How long have you had him? If it's under 7 days then he is under guarantee and pets at home will treat him at their vets for nothing so take him back with your receipt and get them to have a look at him because he needs treatment fast as hamsters with this condition can go downhill and die very quickly.:sad:


----------



## Phenobarbie (Sep 28, 2009)

I got him on the weekend, so yes under 7 days.
I know she shouldn't of sold me him, and i probably shouldn't of bought him knowing he had wet tail, but i couldn't resist his little face 

I'm going to go there this evevning then, without him, and see where i stand, and then take him there on friday, because i dont want them to take him off me 
He's a super friendly hamster already, and sits on my lap for ages curled up asleep 
I didnt even know hamsters do that.


----------



## laststar89 (Jun 15, 2009)

keep him in a different room from your other hamster has it can travel in the air (or so i read) and very catching so be careful to ensure you wash your hands and change clothes and touching food for your other hamster. I was lucky that when one of my hamsters had it the other was on anti biotics and luckily i moved him as soon as i noticed. you might have a fighter!! as within the hour of seeing mine he was gone  . get him in the vets to improve his chances.


----------



## Phenobarbie (Sep 28, 2009)

Maxwell's cage has been stacked underneath Hamsters! 

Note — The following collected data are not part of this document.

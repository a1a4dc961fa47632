//! HTTP surface for the section caches

use std::sync::Arc;

use axum::{
    extract::{Path, Query, State},
    http::{header, HeaderMap, StatusCode},
    response::{IntoResponse, Json, Response},
    routing::{get, post},
    Router,
};
use serde::Deserialize;
use serde_json::{json, Value};
use tracing::{info, warn};

use crate::cache::{PageRequest, SectionCacheStore, SectionResponse};
use crate::config::DEFAULT_PAGE_SIZE;

/// Shared state handed to every handler
#[derive(Clone)]
pub struct AppState {
    pub cache: Arc<SectionCacheStore>,
    /// Bearer token for `/cache/*`; `None` disables those endpoints
    pub admin_token: Option<String>,
}

impl AppState {
    pub fn new(cache: Arc<SectionCacheStore>, admin_token: Option<String>) -> Self {
        Self { cache, admin_token }
    }
}

/// Raw section query; values are parsed leniently
#[derive(Debug, Default, Deserialize)]
pub struct SectionQuery {
    page: Option<String>,
    #[serde(rename = "pageSize")]
    page_size: Option<String>,
    force: Option<String>,
}

impl SectionQuery {
    fn to_page_request(&self) -> PageRequest {
        let parse = |value: &Option<String>, default: usize| {
            value
                .as_deref()
                .and_then(|v| v.trim().parse().ok())
                .unwrap_or(default)
        };
        PageRequest {
            page: parse(&self.page, 1),
            page_size: parse(&self.page_size, DEFAULT_PAGE_SIZE),
            force: matches!(self.force.as_deref(), Some("1") | Some("true")),
        }
    }
}

/// Builds the router with all endpoints
pub fn router(state: AppState) -> Router {
    Router::new()
        .route("/health", get(health_check))
        .route("/cron", get(refresh_all))
        .route("/cache/export", post(export_cache))
        .route("/cache/import", post(import_cache))
        .route("/api/:section", get(get_section))
        .route("/:section", get(get_section))
        .with_state(state)
}

/// Binds `addr` and serves until the process exits
pub async fn start(addr: &str, state: AppState) -> std::io::Result<()> {
    let listener = tokio::net::TcpListener::bind(addr).await?;
    info!(addr = %listener.local_addr()?, "Listening");
    axum::serve(listener, router(state)).await
}

async fn get_section(
    State(state): State<AppState>,
    Path(section): Path<String>,
    Query(query): Query<SectionQuery>,
) -> Response {
    let request = query.to_page_request();
    match state.cache.serve(&section, request).await {
        Some(response) => Json(response).into_response(),
        None => (
            StatusCode::NOT_FOUND,
            Json(SectionResponse::unavailable(
                format!("Unknown section: {section}"),
                state.cache.clamp_page_size(request.page_size),
            )),
        )
            .into_response(),
    }
}

async fn health_check() -> Json<Value> {
    Json(json!({ "status": "ok" }))
}

async fn refresh_all(State(state): State<AppState>) -> Json<Value> {
    let summaries = state.cache.refresh_all().await;
    info!(sections = summaries.len(), "Refreshed all sections");
    Json(json!({ "success": true, "sections": summaries }))
}

async fn export_cache(State(state): State<AppState>, headers: HeaderMap) -> Response {
    if let Err(rejection) = authorize(&state, &headers) {
        return rejection;
    }
    Json(state.cache.export()).into_response()
}

async fn import_cache(
    State(state): State<AppState>,
    headers: HeaderMap,
    Json(payload): Json<Value>,
) -> Response {
    if let Err(rejection) = authorize(&state, &headers) {
        return rejection;
    }
    let report = state.cache.import(&payload);
    info!(imported = ?report.imported, skipped = ?report.skipped, "Cache import finished");
    Json(json!({
        "success": report.failed.is_empty(),
        "imported": report.imported,
        "skipped": report.skipped,
        "failed": report.failed,
    }))
    .into_response()
}

/// Checks the `Authorization: Bearer` header against the admin token
fn authorize(state: &AppState, headers: &HeaderMap) -> Result<(), Response> {
    let Some(expected) = state.admin_token.as_deref() else {
        warn!("Admin endpoint called without a configured token");
        return Err((
            StatusCode::INTERNAL_SERVER_ERROR,
            Json(json!({ "error": "API key not configured" })),
        )
            .into_response());
    };

    let presented = headers
        .get(header::AUTHORIZATION)
        .and_then(|v| v.to_str().ok())
        .and_then(|v| v.strip_prefix("Bearer "))
        .map(str::trim);

    if presented == Some(expected) {
        Ok(())
    } else {
        warn!("Rejected admin request with a bad token");
        Err((StatusCode::UNAUTHORIZED, Json(json!({ "error": "Unauthorized" }))).into_response())
    }
}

I'll move Hamster downstairs, and keep max up here so i cna keep an eye on him.

He's so tiny, and if he's had it since i got him, and if not before, then hopefully he is a fighter


----------



## laststar89 (Jun 15, 2009)

hope all goes ok, good luck!


----------



## Jazzy (Apr 15, 2009)

Phenobarbie said:


> I got him on the weekend, so yes under 7 days.
> I know she shouldn't of sold me him, and i probably shouldn't of bought him knowing he had wet tail, but i couldn't resist his little face
> 
> I'm going to go there this evevning then, without him, and see where i stand, and then take him there on friday, because i dont want them to take him off me
> ...


No I would take him with you because he needs treatment fast. Have you got your receipt because it usually says on there about if they get ill within 7 days to let them know. They will let you have him back once he's been treated but sounds like he will need antibiotics and he will need them as soon as possible if you are going to try and save him, he could be worse by tomorrow night and there would be less chance of him surviving.


----------



## Phenobarbie (Sep 28, 2009)

Awh no. I've just checked which stors have vets in, and the one i got him from doesnt have one?
Is that right, or do they all have a vet inside


----------



## Jazzy (Apr 15, 2009)

Hmm I'm not sure - the two near us both have vets but I'm not sure if every store has. Is there another store near you that has got a vets?


----------



## Marcia (Mar 10, 2009)

Unfortunately it would seem that [email protected] have changed their 7 day returning policy on live animals to 48 hours or so i have been told by others and the [email protected] stores near me 

He needs antibiotics, how long has he had the symptoms of wet tail?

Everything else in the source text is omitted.